Dear Diary, today I learned…

Over the past few months, we have faced an “unprecedented” pandemic, impacting communities and societies without prejudice world wide. These categorizations allowed us to feel a disconnect to the realities of our realities. Words like unprecedented, never-before, and unparalleled described this COVID-19 health crisis.

Then, on May 25, 2020, George Floyd experienced something that doesn’t fit any of these descriptions. It was not an “unprecedented” moment, it was not a “never-before” moment, and certainly not an “unparalleled” moment. His death, and too many like his was all too common. The response, movement, and protests that followed have done so much in a short amount of time. We are moving, I believe that. I am moving, I know that.

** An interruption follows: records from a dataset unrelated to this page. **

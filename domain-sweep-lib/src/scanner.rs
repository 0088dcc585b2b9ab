//! Sweep orchestration.
//!
//! The [`Scanner`] wires the generator, the worker pool and the two sinks
//! together and owns shutdown. Every queue has a [`PendingCounter`]; the
//! coordinator only cancels the sinks after the generator has returned and
//! each counter has been observed at zero in pipeline order (tasks, then
//! results, then progress), so no accepted item is ever lost.

use crate::concurrent::{PendingCounter, ScanStats};
use crate::error::SweepError;
use crate::generate::{CandidateSpace, Candidates};
use crate::pool::ResolverPool;
use crate::sinks::{load_recorded, read_checkpoint, Checkpointer, ResultWriter};
use crate::types::{ScanConfig, ScanSummary};
use crate::worker::{run_worker, WorkerContext};
use std::collections::HashSet;
use std::sync::Arc;
use std::time::{Duration, Instant};
use tokio::sync::{mpsc, Mutex};
use tokio::task::JoinHandle;
use tokio_util::sync::CancellationToken;
use tracing::{debug, info, warn};

/// Runs one sweep over a candidate space.
///
/// # Example
///
/// ```rust,no_run
/// use domain_sweep_lib::{ScanConfig, Scanner};
/// use tokio_util::sync::CancellationToken;
///
/// #[tokio::main]
/// async fn main() -> Result<(), Box<dyn std::error::Error>> {
///     let config = ScanConfig::default().with_tld("io").with_length(3);
///     let scanner = Scanner::new(config)?;
///     let summary = scanner.run(CancellationToken::new()).await?;
///     println!("{} available out of {}", summary.available, summary.checked);
///     Ok(())
/// }
/// ```
#[derive(Debug)]
pub struct Scanner {
    config: ScanConfig,
    pool: Arc<ResolverPool>,
}

impl Scanner {
    /// Validate `config` and build a DNS resolver pool from it.
    pub fn new(config: ScanConfig) -> Result<Self, SweepError> {
        let config = config.validate()?;
        let pool = ResolverPool::from_config(&config)?;
        Ok(Self {
            config,
            pool: Arc::new(pool),
        })
    }

    /// Validate `config` but look names up through a caller-supplied pool.
    ///
    /// The resolver list in `config` is ignored.
    pub fn with_pool(config: ScanConfig, pool: ResolverPool) -> Result<Self, SweepError> {
        Ok(Self {
            config: config.validate()?,
            pool: Arc::new(pool),
        })
    }

    pub fn config(&self) -> &ScanConfig {
        &self.config
    }

    /// Run the sweep to completion or until `interrupt` fires.
    ///
    /// Every startup failure (unreadable checkpoint, marker outside the
    /// space, unwritable output) is returned before any lookup is made. An
    /// interrupt stops dispatching new candidates; work already queued is
    /// still finished and the final checkpoint is written.
    pub async fn run(&self, interrupt: CancellationToken) -> Result<ScanSummary, SweepError> {
        let started = Instant::now();
        let config = &self.config;

        let space = CandidateSpace::from_config(config)?;
        let resumed_from = self.resume_marker(&space).await?;
        let candidates = match &resumed_from {
            Some(marker) => space.resume_from(marker)?,
            None => space.iter(),
        };

        let recorded = if config.skip_recorded && resumed_from.is_some() {
            let recorded = load_recorded(&config.output_path).await?;
            debug!(count = recorded.len(), "loaded previously recorded domains");
            recorded
        } else {
            HashSet::new()
        };

        let writer = ResultWriter::open(&config.output_path).await?;
        let checkpointer = Checkpointer::open(&config.checkpoint_path, config.sample_rate).await?;

        info!(
            tld = %space.tld(),
            length = config.length,
            space_size = ?space.size(),
            resumed_from = ?resumed_from,
            resolvers = self.pool.len(),
            concurrency = config.concurrency,
            "starting sweep"
        );

        let (task_tx, task_rx) = mpsc::channel::<String>(config.queue_capacity);
        let (result_tx, result_rx) = mpsc::unbounded_channel::<String>();
        let (progress_tx, progress_rx) = mpsc::unbounded_channel::<String>();

        let pending_tasks = Arc::new(PendingCounter::new());
        let pending_results = Arc::new(PendingCounter::new());
        let pending_progress = Arc::new(PendingCounter::new());
        let stats = Arc::new(ScanStats::default());
        let shutdown = CancellationToken::new();

        let writer_handle = tokio::spawn(writer.run(
            result_rx,
            Arc::clone(&pending_results),
            shutdown.clone(),
        ));
        let checkpoint_handle = tokio::spawn(checkpointer.run(
            progress_rx,
            Arc::clone(&pending_progress),
            shutdown.clone(),
        ));

        let ctx = WorkerContext {
            tasks: Arc::new(Mutex::new(task_rx)),
            results: result_tx,
            progress: progress_tx,
            pool: Arc::clone(&self.pool),
            pending_tasks: Arc::clone(&pending_tasks),
            pending_results: Arc::clone(&pending_results),
            pending_progress: Arc::clone(&pending_progress),
            stats: Arc::clone(&stats),
            cancel: shutdown.clone(),
        };
        let workers: Vec<JoinHandle<()>> = (0..config.concurrency)
            .map(|id| tokio::spawn(run_worker(id, ctx.clone())))
            .collect();
        // Workers hold their own clones; the sinks see EOF once all of them exit.
        drop(ctx);

        let reporter = config.report_interval.map(|interval| {
            spawn_reporter(Arc::clone(&stats), interval, space.size(), shutdown.clone())
        });

        let interrupted = dispatch(
            candidates,
            task_tx,
            &recorded,
            &pending_tasks,
            &stats,
            &interrupt,
        )
        .await;
        if interrupted {
            info!("interrupt received, draining in-flight work");
        }

        pending_tasks.wait_idle().await;
        pending_results.wait_idle().await;
        pending_progress.wait_idle().await;
        shutdown.cancel();

        for (id, handle) in workers.into_iter().enumerate() {
            if let Err(e) = handle.await {
                warn!(worker = id, error = %e, "worker task failed");
            }
        }
        if let Err(e) = writer_handle.await {
            warn!(error = %e, "result writer task failed");
        }
        let checkpoint = checkpoint_handle
            .await
            .map_err(|e| SweepError::internal(format!("Checkpoint writer task failed: {}", e)))?;
        if let Some(reporter) = reporter {
            let _ = reporter.await;
        }

        let summary = ScanSummary {
            space_size: space.size(),
            resumed_from,
            interrupted,
            checkpoint,
            elapsed_secs: started.elapsed().as_secs_f64(),
            ..stats.snapshot()
        };

        info!(
            checked = summary.checked,
            available = summary.available,
            failures = summary.failures,
            faults = summary.faults,
            elapsed_secs = summary.elapsed_secs,
            "sweep finished"
        );
        Ok(summary)
    }

    /// Read and validate the resume marker, if resuming.
    async fn resume_marker(&self, space: &CandidateSpace) -> Result<Option<String>, SweepError> {
        if !self.config.resume {
            return Ok(None);
        }

        let path = self.config.effective_resume_path();
        let Some(marker) = read_checkpoint(path).await? else {
            debug!(path = %path.display(), "no checkpoint found, starting from the beginning");
            return Ok(None);
        };

        space.resume_from(&marker)?;
        info!(marker = %marker, path = %path.display(), "resuming from checkpoint");
        Ok(Some(marker))
    }
}

/// Feed candidates into the task queue. Returns whether `interrupt` fired.
///
/// The pending count is raised before each send so the coordinator can never
/// observe zero while a candidate is between the generator and a worker.
async fn dispatch(
    candidates: Candidates<'_>,
    tasks: mpsc::Sender<String>,
    recorded: &HashSet<String>,
    pending: &PendingCounter,
    stats: &ScanStats,
    interrupt: &CancellationToken,
) -> bool {
    for domain in candidates {
        if recorded.contains(&domain) {
            ScanStats::incr(&stats.skipped);
            continue;
        }

        pending.add();
        tokio::select! {
            biased;
            _ = interrupt.cancelled() => {
                pending.done();
                return true;
            }
            sent = tasks.send(domain) => {
                if let Err(mpsc::error::SendError(domain)) = sent {
                    pending.done();
                    warn!(domain, "task queue closed early, stopping dispatch");
                    return false;
                }
            }
        }
        ScanStats::incr(&stats.dispatched);
    }
    debug!("candidate space exhausted");
    false
}

/// Periodically log throughput until `cancel` fires.
fn spawn_reporter(
    stats: Arc<ScanStats>,
    interval: Duration,
    space_size: Option<u128>,
    cancel: CancellationToken,
) -> JoinHandle<()> {
    tokio::spawn(async move {
        let mut ticker = tokio::time::interval(interval);
        // First tick completes immediately.
        ticker.tick().await;
        let mut last_checked = 0u64;

        loop {
            tokio::select! {
                _ = cancel.cancelled() => break,
                _ = ticker.tick() => {
                    let snapshot = stats.snapshot();
                    let rate = snapshot.checked.saturating_sub(last_checked) as f64
                        / interval.as_secs_f64();
                    last_checked = snapshot.checked;
                    let percent = space_size
                        .filter(|&size| size > 0)
                        .map(|size| snapshot.checked as f64 * 100.0 / size as f64);

                    info!(
                        checked = snapshot.checked,
                        available = snapshot.available,
                        failures = snapshot.failures,
                        rate = format!("{:.0}/s", rate),
                        percent = percent.map(|p| format!("{:.2}%", p)),
                        "progress"
                    );
                }
            }
        }
    })
}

The reflections that have followed (speaking for myself) have been a deep dive into what I know, what I don’t know, what I’ve ignored, or even what I’ve disregarded. Today, I made the time to view the “Decunstructing White Privilage with Dr. Robin DiAngelo” from 2017. There were a number of reflection prompts I experienced, but 1 particular moment struck a chord.

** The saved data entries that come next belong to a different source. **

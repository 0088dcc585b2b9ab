//! Candidate enumeration.
//!
//! A [`CandidateSpace`] is every label of a fixed length over a fixed
//! alphabet, joined to a TLD. [`Candidates`] walks it lazily in strict
//! lexicographic order using an odometer: each label position is a digit in
//! a base-|alphabet| number, incremented rightmost first. Because the
//! alphabet is sorted and every label has the same length, odometer order is
//! exactly string order.
//!
//! # Examples
//!
//! ```
//! use domain_sweep_lib::CandidateSpace;
//!
//! let space = CandidateSpace::new(vec!['a', 'b'], 2, "test").unwrap();
//! let all: Vec<String> = space.iter().collect();
//! assert_eq!(all, ["aa.test", "ab.test", "ba.test", "bb.test"]);
//!
//! let resumed: Vec<String> = space.resume_from("ab.test").unwrap().collect();
//! assert_eq!(resumed, ["ab.test", "ba.test", "bb.test"]);
//! ```

use crate::error::SweepError;
use crate::types::ScanConfig;
use crate::utils::{normalize_alphabet, normalize_tld, MAX_LABEL_LEN};

/// The full set of candidates for one configuration.
#[derive(Debug, Clone, PartialEq, Eq)]
pub struct CandidateSpace {
    alphabet: Vec<char>,
    length: usize,
    tld: String,
}

impl CandidateSpace {
    /// Build a space, sorting and deduplicating the alphabet.
    ///
    /// Every character must be in `[a-z0-9]`.
    pub fn new<T: AsRef<str>>(
        alphabet: Vec<char>,
        length: usize,
        tld: T,
    ) -> Result<Self, SweepError> {
        let alphabet = normalize_alphabet(alphabet)?;
        if length == 0 || length > MAX_LABEL_LEN {
            return Err(SweepError::config(format!(
                "Label length must be between 1 and {}, got {}",
                MAX_LABEL_LEN, length
            )));
        }

        Ok(Self {
            alphabet,
            length,
            tld: normalize_tld(tld.as_ref())?,
        })
    }

    /// Build the space described by a validated config.
    pub fn from_config(config: &ScanConfig) -> Result<Self, SweepError> {
        Self::new(config.alphabet.clone(), config.length, &config.tld)
    }

    /// Number of candidates, or `None` if it overflows `u128`.
    pub fn size(&self) -> Option<u128> {
        let base = self.alphabet.len() as u128;
        let exp = u32::try_from(self.length).ok()?;
        base.checked_pow(exp)
    }

    pub fn tld(&self) -> &str {
        &self.tld
    }

    /// Enumerate the whole space from the first label.
    pub fn iter(&self) -> Candidates<'_> {
        Candidates {
            space: self,
            counters: Some(vec![0; self.length]),
        }
    }

    /// Enumerate from `marker` inclusive.
    ///
    /// Every candidate lexicographically smaller than the marker is
    /// suppressed and the marker itself is emitted first, so it may be
    /// processed twice across a crash. The marker must belong to this space.
    pub fn resume_from(&self, marker: &str) -> Result<Candidates<'_>, SweepError> {
        let counters = self.position_of(marker)?;
        Ok(Candidates {
            space: self,
            counters: Some(counters),
        })
    }

    /// Whether `domain` is a member of this space.
    pub fn contains(&self, domain: &str) -> bool {
        self.position_of(domain).is_ok()
    }

    /// Odometer position of a full domain name.
    fn position_of(&self, domain: &str) -> Result<Vec<usize>, SweepError> {
        let domain = domain.trim();
        let label = domain
            .strip_suffix(&self.tld)
            .and_then(|rest| rest.strip_suffix('.'))
            .ok_or_else(|| {
                SweepError::checkpoint(domain, format!("expected suffix '.{}'", self.tld))
            })?;

        let chars: Vec<char> = label.chars().collect();
        if chars.len() != self.length {
            return Err(SweepError::checkpoint(
                domain,
                format!(
                    "label length {} does not match {}",
                    chars.len(),
                    self.length
                ),
            ));
        }

        chars
            .iter()
            .map(|c| {
                self.alphabet.binary_search(c).map_err(|_| {
                    SweepError::checkpoint(domain, format!("'{}' is not in the alphabet", c))
                })
            })
            .collect()
    }
}

/// Lazy iterator over a [`CandidateSpace`].
///
/// Finite and not restartable: once exhausted it keeps returning `None`.
#[derive(Debug, Clone)]
pub struct Candidates<'a> {
    space: &'a CandidateSpace,
    // None once the odometer has rolled over.
    counters: Option<Vec<usize>>,
}

impl Iterator for Candidates<'_> {
    type Item = String;

    fn next(&mut self) -> Option<String> {
        let counters = self.counters.as_mut()?;
        let alphabet = &self.space.alphabet;

        let mut domain = String::with_capacity(counters.len() + self.space.tld.len() + 1);
        domain.extend(counters.iter().map(|&i| alphabet[i]));
        domain.push('.');
        domain.push_str(&self.space.tld);

        // Increment odometer (rightmost first)
        let mut rolled_over = true;
        for counter in counters.iter_mut().rev() {
            *counter += 1;
            if *counter < alphabet.len() {
                rolled_over = false;
                break;
            }
            *counter = 0;
        }
        if rolled_over {
            self.counters = None;
        }

        Some(domain)
    }
}

impl std::iter::FusedIterator for Candidates<'_> {}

Dr. DiAngelo’s discussion of the “most effective adaptation of racism” is this the “good/bad binary” (at 15:10 in the video). I immediately thought about some of the music education conversations in recent years. As I continue to expand my understanding of the opportunities we have for music education in schools and the ways that students are musicking in and out of the school environment, I am a strong advocate for expanding the music experiences we encourage or allow, provide or enable in our classrooms. I question if some educators have subconsciously or inadvertently or blatently been driven by their own racism? Has the “good/bad binary” that exists, especially in white people, been a driving force behind designing and perpetuating a system of right/wrong music in our schools? Is what was once dismissed as our school music “tradition”, or those educators resistant to the changes as “it’s just what they know” actually been rooted in a more problematic space.

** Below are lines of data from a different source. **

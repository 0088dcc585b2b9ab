//! Concurrency utilities for the sweep pipeline.
//!
//! [`PendingCounter`] tracks how many items sit in a queue or are being
//! processed, which is what the shutdown coordinator waits on.
//! [`ScanStats`] holds the run counters shared by every task.

use crate::types::ScanSummary;
use std::sync::atomic::{AtomicU64, Ordering};
use tokio::sync::watch;

/// Count of enqueued-but-unfinished items for one queue.
///
/// Producers call [`add`](Self::add) before sending, consumers call
/// [`done`](Self::done) after fully handling an item, so a zero count means
/// the queue is empty and nothing is in flight.
#[derive(Debug)]
pub struct PendingCounter {
    tx: watch::Sender<u64>,
}

impl PendingCounter {
    pub fn new() -> Self {
        let (tx, _rx) = watch::channel(0);
        Self { tx }
    }

    pub fn add(&self) {
        self.tx.send_modify(|n| *n += 1);
    }

    pub fn done(&self) {
        self.tx.send_modify(|n| *n = n.saturating_sub(1));
    }

    pub fn pending(&self) -> u64 {
        *self.tx.borrow()
    }

    /// Wait until the count reaches zero. Returns at once if it already is.
    pub async fn wait_idle(&self) {
        let mut rx = self.tx.subscribe();
        // The sender lives in `self`, so the channel cannot close while we wait.
        let _ = rx.wait_for(|n| *n == 0).await;
    }
}

impl Default for PendingCounter {
    fn default() -> Self {
        Self::new()
    }
}

/// Run counters updated by the generator, workers and sinks.
#[derive(Debug, Default)]
pub struct ScanStats {
    pub dispatched: AtomicU64,
    pub checked: AtomicU64,
    pub available: AtomicU64,
    pub failures: AtomicU64,
    pub faults: AtomicU64,
    pub skipped: AtomicU64,
}

impl ScanStats {
    pub fn incr(counter: &AtomicU64) {
        counter.fetch_add(1, Ordering::Relaxed);
    }

    /// Copy the counters into a summary, leaving the other fields default.
    pub fn snapshot(&self) -> ScanSummary {
        ScanSummary {
            dispatched: self.dispatched.load(Ordering::Relaxed),
            checked: self.checked.load(Ordering::Relaxed),
            available: self.available.load(Ordering::Relaxed),
            failures: self.failures.load(Ordering::Relaxed),
            faults: self.faults.load(Ordering::Relaxed),
            skipped: self.skipped.load(Ordering::Relaxed),
            ..Default::default()
        }
    }
}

I think back on so many private & public discussions, off hand remarks, and social media interactions that have pushed back on grounds that non Western Art Music lacks quality, skill, meaning, complexity, and more. Those discussions resonate with familiarity in the current racial moment we are in. Too often dismissive and critical of contemporary artists and styles, educators focus on a style of music that has historically been a high-class white privilage. As I continue to dig into my own understanding of who I am and how I got to this place in my life, I wonder what changes we will see in our future? I can only control my own response and advocate for and assist others to reflect and respond in their way. In the meantime…

 

 


General Commission on Religion and Race of The UMC. “Deconstructing White Privilege with Dr. Robin DiAngelo.” YouTube, YouTube, 20 Mar. 2018, http://www.youtube.com/watch?time_continue=5&v=h7mzj0cVL0Q&feature=emb_logo.

Small, C. (1998). Musicking: The meanings of performing and listening. Hanover: University Press of New England.